** RECORDED INFORMATION follows **

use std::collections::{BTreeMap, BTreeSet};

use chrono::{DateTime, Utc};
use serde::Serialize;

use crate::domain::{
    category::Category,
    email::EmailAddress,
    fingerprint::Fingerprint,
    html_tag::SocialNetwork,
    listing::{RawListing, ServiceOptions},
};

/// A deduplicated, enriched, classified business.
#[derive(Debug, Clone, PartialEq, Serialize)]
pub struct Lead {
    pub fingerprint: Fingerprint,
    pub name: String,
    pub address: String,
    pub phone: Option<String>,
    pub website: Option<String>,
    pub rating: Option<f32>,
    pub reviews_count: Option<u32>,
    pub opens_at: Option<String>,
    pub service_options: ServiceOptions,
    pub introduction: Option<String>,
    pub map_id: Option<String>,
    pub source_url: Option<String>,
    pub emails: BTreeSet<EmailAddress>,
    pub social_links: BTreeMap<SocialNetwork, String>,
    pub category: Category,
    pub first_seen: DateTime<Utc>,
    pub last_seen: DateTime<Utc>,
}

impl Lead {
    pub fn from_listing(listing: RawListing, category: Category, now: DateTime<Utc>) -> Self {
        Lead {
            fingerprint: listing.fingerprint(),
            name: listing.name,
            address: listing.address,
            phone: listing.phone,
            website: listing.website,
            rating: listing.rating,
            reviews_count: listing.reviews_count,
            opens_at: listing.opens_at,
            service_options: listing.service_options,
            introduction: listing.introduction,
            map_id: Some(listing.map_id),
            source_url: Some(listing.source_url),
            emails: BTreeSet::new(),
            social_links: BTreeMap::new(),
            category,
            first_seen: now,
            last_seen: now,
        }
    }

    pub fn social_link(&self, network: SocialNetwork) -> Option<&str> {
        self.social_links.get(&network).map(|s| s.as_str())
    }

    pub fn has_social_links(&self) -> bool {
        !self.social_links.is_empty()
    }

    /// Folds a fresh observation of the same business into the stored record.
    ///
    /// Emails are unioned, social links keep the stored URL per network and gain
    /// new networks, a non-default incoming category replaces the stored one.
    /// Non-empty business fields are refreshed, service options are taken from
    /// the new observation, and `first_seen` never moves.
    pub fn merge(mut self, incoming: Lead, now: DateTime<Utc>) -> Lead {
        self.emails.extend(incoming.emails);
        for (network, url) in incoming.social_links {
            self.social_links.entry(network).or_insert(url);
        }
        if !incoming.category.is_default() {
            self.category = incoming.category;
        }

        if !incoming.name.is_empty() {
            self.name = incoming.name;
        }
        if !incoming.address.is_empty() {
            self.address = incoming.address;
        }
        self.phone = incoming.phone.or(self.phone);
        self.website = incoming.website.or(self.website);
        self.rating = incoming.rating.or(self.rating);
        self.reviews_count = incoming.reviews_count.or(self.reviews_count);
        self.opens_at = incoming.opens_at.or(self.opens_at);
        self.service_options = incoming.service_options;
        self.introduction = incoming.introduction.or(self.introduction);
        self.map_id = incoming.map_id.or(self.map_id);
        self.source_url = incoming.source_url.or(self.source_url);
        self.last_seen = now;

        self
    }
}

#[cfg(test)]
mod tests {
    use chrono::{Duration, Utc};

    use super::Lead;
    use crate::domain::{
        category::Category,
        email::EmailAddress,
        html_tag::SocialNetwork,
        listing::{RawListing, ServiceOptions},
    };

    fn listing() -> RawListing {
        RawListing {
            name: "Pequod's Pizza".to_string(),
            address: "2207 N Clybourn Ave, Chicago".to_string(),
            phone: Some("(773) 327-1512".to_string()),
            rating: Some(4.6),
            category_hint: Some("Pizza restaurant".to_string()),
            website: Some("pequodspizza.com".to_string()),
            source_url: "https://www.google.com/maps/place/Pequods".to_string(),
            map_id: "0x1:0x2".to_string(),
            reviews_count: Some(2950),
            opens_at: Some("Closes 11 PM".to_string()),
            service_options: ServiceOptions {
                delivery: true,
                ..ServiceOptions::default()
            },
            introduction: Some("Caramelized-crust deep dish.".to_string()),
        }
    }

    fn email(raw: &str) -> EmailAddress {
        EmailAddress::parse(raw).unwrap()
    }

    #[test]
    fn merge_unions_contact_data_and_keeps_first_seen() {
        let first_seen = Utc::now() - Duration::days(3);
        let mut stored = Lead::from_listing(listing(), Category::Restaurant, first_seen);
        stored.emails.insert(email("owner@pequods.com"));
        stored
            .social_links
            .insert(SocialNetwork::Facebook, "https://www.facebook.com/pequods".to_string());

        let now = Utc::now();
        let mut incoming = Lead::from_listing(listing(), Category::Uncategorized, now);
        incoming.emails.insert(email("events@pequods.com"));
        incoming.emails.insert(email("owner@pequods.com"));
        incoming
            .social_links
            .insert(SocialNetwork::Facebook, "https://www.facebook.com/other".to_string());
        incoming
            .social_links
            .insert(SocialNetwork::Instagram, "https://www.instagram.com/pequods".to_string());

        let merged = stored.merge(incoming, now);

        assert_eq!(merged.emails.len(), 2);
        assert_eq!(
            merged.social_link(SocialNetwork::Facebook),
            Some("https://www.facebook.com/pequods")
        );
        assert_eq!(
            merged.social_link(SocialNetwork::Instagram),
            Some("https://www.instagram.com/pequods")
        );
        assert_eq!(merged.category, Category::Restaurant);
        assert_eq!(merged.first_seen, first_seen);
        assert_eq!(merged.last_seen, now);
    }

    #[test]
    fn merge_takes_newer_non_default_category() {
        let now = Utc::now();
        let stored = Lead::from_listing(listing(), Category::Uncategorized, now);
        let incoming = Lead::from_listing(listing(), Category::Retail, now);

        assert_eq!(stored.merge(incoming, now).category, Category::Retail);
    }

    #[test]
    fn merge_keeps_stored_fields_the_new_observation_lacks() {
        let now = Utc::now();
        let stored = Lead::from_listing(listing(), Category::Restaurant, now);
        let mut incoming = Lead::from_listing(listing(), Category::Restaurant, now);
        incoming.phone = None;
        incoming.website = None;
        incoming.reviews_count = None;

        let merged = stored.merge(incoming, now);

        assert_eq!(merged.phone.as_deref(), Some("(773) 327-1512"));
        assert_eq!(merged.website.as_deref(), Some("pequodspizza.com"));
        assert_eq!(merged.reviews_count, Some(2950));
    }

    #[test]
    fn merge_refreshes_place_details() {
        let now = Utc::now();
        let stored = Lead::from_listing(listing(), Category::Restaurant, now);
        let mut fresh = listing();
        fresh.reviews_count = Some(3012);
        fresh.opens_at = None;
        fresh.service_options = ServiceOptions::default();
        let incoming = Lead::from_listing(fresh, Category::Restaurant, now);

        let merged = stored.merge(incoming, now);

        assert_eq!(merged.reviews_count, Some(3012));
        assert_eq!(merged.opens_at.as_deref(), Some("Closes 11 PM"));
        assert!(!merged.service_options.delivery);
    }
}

** End of RECORDED INFORMATION **

#### WHAT TO PRODUCE
Beginning at the line where "fresh.service_options = ServiceOptions::default();" appears, extract each line through the end of the data above; keep them exact and include nothing else.

#### TASK RESULT
        fresh.service_options = ServiceOptions::default();
        let incoming = Lead::from_listing(fresh, Category::Restaurant, now);

        let merged = stored.merge(incoming, now);

        assert_eq!(merged.reviews_count, Some(3012));
        assert_eq!(merged.opens_at.as_deref(), Some("Closes 11 PM"));
        assert!(!merged.service_options.delivery);
    }
}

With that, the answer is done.